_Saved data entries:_

_ _ _ _ _

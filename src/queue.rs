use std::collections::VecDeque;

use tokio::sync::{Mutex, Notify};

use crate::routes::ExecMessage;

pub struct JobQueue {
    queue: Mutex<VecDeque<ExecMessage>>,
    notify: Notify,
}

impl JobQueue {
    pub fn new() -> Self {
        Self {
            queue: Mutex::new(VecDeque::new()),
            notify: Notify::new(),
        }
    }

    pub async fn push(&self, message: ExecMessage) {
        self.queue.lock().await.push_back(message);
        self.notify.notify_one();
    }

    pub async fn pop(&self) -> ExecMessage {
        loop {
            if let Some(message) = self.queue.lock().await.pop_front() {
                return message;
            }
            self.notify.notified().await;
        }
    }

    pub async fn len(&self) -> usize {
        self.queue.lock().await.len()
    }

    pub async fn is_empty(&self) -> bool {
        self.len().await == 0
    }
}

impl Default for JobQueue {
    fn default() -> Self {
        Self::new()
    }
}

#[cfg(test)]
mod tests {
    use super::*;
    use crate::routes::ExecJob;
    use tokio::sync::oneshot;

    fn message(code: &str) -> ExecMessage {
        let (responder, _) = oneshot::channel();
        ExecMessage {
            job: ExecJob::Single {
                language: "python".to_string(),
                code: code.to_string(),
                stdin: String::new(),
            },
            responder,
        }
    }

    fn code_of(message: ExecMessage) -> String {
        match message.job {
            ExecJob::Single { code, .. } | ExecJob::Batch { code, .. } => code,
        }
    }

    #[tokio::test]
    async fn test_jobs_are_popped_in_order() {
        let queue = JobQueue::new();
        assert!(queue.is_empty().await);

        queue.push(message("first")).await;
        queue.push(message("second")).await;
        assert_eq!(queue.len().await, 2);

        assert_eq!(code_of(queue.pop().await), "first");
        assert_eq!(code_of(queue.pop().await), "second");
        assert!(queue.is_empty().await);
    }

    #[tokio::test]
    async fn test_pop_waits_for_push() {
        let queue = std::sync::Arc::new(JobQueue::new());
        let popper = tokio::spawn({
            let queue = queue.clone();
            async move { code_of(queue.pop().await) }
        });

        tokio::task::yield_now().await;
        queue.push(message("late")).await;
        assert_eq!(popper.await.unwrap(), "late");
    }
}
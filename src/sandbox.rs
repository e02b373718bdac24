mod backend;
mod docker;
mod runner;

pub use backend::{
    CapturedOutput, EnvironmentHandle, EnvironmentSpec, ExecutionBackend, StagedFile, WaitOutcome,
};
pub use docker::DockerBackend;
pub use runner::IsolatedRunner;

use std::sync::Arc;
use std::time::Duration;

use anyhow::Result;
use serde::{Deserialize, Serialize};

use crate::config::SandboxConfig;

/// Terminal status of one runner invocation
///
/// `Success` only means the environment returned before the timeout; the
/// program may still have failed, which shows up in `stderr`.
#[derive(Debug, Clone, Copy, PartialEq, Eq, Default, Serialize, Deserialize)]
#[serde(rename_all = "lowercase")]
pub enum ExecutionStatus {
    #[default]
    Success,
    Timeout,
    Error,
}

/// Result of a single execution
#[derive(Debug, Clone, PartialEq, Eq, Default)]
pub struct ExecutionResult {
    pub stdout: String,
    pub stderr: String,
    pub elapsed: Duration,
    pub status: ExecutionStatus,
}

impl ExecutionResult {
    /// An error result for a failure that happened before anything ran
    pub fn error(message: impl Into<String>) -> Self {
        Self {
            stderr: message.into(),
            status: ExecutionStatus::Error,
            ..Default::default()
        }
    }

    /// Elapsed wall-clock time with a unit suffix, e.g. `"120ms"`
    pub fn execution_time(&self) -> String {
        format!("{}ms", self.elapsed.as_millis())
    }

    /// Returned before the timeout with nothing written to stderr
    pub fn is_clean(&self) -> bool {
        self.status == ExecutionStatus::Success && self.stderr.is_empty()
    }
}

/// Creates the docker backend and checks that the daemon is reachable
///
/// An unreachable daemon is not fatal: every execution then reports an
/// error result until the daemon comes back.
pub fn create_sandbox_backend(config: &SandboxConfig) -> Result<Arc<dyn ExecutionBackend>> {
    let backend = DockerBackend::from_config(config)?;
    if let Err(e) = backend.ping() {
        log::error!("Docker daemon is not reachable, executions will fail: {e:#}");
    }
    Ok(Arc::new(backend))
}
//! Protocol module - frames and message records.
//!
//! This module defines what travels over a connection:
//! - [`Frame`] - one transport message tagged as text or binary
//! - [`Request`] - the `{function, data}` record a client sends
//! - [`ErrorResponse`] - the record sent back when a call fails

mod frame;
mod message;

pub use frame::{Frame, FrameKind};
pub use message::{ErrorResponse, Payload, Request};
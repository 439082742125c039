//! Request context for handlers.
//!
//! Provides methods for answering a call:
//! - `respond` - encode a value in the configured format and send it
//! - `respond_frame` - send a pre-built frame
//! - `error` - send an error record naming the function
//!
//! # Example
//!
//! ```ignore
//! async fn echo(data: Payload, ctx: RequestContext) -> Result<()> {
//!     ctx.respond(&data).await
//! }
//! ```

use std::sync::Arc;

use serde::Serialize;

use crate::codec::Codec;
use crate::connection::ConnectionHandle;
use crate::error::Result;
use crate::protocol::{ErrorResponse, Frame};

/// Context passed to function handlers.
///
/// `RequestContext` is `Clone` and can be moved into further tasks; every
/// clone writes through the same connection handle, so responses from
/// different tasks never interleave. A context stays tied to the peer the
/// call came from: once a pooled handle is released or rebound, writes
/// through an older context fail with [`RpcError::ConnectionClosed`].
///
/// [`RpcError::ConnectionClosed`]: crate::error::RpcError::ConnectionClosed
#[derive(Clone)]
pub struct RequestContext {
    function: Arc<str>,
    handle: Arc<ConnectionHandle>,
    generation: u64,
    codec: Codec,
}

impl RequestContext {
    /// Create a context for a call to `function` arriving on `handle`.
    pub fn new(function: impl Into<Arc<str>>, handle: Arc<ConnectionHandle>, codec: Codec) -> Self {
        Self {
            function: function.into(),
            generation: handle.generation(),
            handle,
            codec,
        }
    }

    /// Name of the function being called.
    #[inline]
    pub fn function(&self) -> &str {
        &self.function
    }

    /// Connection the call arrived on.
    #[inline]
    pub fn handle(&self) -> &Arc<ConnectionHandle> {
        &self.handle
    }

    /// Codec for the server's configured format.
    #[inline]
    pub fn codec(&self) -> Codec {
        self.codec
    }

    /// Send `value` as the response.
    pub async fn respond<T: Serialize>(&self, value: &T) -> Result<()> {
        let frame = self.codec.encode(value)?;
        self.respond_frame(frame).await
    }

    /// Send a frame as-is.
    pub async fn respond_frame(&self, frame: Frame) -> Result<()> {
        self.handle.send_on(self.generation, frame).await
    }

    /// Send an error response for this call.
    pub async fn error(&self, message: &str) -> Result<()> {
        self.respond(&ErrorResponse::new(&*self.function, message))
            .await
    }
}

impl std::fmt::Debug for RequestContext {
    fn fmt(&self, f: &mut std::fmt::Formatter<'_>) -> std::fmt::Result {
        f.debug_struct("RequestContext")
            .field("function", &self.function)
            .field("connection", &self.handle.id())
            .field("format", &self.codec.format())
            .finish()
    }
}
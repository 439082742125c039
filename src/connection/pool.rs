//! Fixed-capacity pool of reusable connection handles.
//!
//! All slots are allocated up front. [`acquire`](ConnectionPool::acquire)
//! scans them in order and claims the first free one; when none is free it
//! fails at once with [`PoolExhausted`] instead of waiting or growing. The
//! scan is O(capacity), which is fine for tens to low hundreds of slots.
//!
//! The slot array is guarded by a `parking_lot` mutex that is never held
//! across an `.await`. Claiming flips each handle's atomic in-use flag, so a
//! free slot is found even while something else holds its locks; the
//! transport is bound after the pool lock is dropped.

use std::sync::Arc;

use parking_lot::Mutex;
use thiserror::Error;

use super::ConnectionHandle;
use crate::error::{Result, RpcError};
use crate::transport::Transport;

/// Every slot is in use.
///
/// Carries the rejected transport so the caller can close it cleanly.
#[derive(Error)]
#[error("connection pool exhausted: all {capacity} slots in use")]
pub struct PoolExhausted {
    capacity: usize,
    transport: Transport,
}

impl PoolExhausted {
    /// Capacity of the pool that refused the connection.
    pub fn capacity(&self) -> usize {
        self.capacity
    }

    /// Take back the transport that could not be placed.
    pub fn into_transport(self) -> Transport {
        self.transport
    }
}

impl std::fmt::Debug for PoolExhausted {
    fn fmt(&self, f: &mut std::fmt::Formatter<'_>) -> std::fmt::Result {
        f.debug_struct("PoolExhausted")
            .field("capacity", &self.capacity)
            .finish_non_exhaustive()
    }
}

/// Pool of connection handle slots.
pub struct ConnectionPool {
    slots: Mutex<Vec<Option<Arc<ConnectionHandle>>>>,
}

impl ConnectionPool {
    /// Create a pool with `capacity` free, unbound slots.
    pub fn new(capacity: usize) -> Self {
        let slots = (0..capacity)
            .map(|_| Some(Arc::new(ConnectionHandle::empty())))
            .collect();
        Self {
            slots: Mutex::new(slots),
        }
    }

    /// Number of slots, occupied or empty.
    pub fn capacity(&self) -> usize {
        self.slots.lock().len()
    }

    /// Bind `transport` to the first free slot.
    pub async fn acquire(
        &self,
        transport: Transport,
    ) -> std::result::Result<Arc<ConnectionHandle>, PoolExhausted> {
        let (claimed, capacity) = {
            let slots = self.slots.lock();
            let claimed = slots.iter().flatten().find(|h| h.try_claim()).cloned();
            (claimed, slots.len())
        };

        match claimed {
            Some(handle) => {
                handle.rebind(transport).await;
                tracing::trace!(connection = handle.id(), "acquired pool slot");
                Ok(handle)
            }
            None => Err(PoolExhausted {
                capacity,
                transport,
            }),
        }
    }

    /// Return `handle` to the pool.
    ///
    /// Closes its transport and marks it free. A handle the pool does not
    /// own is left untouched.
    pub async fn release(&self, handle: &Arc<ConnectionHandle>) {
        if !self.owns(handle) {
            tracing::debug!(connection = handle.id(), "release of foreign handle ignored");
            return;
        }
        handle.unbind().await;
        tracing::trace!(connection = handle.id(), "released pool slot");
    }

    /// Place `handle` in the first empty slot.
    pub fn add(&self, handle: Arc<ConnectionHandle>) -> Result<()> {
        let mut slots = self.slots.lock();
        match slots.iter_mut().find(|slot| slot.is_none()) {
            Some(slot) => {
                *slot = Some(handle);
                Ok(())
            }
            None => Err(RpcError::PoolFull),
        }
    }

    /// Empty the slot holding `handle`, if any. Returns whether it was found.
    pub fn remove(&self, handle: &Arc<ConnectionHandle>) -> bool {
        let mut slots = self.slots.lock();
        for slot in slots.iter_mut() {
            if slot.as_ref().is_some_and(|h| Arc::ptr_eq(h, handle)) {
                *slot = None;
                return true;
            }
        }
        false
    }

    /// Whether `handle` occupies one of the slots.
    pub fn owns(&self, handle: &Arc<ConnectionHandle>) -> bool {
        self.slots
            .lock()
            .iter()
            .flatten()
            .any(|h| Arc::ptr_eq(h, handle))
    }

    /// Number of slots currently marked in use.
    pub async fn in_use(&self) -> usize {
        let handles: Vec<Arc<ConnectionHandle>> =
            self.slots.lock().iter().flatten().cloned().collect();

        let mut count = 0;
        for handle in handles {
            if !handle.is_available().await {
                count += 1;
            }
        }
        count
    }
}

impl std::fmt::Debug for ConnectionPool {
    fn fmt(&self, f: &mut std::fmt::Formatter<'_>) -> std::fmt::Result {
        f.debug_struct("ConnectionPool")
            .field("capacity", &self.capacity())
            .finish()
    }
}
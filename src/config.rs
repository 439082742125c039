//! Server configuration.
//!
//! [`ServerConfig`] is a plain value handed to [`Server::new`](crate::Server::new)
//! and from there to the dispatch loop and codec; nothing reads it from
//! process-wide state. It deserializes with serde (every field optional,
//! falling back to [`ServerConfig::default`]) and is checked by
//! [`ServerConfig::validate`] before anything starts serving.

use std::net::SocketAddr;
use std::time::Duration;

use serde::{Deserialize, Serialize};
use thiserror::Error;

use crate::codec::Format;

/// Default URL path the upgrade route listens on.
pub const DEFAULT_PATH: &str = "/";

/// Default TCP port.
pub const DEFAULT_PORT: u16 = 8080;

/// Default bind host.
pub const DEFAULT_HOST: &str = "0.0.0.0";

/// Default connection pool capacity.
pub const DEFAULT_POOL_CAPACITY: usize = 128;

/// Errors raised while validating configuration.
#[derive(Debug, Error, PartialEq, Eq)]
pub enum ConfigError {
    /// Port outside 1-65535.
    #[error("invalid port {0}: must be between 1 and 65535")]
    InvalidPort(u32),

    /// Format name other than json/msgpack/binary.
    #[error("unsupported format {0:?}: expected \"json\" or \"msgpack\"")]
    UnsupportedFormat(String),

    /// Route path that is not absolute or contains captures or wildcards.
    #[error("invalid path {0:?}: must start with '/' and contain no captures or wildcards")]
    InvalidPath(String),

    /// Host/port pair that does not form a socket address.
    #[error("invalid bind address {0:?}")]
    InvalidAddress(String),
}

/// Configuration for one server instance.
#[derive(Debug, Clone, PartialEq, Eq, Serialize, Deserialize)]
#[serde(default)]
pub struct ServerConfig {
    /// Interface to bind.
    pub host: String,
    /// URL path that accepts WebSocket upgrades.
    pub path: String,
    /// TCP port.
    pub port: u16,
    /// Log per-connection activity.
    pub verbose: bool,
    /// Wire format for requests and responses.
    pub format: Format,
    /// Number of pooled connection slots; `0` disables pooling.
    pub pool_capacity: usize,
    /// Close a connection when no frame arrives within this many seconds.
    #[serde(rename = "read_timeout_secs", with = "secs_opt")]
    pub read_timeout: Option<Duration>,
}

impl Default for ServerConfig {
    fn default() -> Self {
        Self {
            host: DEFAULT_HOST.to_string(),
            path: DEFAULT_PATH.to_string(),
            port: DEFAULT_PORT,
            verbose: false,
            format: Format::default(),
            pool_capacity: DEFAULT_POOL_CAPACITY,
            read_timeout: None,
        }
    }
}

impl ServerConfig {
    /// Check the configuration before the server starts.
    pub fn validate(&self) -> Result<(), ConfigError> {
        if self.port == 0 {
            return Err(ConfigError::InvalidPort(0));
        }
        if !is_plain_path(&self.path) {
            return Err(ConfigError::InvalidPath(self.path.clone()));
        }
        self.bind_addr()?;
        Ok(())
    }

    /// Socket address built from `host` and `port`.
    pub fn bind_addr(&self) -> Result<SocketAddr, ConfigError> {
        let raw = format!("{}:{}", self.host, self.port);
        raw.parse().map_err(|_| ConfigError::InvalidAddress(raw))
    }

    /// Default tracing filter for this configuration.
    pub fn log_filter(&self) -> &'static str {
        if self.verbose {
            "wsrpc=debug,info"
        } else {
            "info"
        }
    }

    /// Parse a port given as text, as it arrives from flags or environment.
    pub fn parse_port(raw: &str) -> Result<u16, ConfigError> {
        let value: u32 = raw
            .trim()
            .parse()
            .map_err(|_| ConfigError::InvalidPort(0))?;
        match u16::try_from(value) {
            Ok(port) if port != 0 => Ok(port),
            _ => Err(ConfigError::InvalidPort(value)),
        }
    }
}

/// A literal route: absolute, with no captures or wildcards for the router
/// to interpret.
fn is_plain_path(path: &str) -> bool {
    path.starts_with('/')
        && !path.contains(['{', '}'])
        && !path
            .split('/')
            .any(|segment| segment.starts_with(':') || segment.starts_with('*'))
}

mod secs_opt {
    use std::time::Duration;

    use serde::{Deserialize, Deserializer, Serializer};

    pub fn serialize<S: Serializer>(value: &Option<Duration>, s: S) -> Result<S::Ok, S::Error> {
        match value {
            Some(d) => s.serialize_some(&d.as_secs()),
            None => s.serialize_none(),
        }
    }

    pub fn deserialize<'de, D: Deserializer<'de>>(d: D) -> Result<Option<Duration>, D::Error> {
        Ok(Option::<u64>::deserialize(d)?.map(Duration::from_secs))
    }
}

_ _ _ _ _

_Assignment:_
Set down again, word for word, the stretch of records from the line with "let handles: Vec<Arc<ConnectionHandle>>" to the line with "connection pool capacity.", both of those lines included.

_Solution to the problem:_
        let handles: Vec<Arc<ConnectionHandle>> =
            self.slots.lock().iter().flatten().cloned().collect();

        let mut count = 0;
        for handle in handles {
            if !handle.is_available().await {
                count += 1;
            }
        }
        count
    }
}

impl std::fmt::Debug for ConnectionPool {
    fn fmt(&self, f: &mut std::fmt::Formatter<'_>) -> std::fmt::Result {
        f.debug_struct("ConnectionPool")
            .field("capacity", &self.capacity())
            .finish()
    }
}
filename src/config.rs
repository 439082742125c039
//! Server configuration.
//!
//! [`ServerConfig`] is a plain value handed to [`Server::new`](crate::Server::new)
//! and from there to the dispatch loop and codec; nothing reads it from
//! process-wide state. It deserializes with serde (every field optional,
//! falling back to [`ServerConfig::default`]) and is checked by
//! [`ServerConfig::validate`] before anything starts serving.

use std::net::SocketAddr;
use std::time::Duration;

use serde::{Deserialize, Serialize};
use thiserror::Error;

use crate::codec::Format;

/// Default URL path the upgrade route listens on.
pub const DEFAULT_PATH: &str = "/";

/// Default TCP port.
pub const DEFAULT_PORT: u16 = 8080;

/// Default bind host.
pub const DEFAULT_HOST: &str = "0.0.0.0";

/// Default connection pool capacity.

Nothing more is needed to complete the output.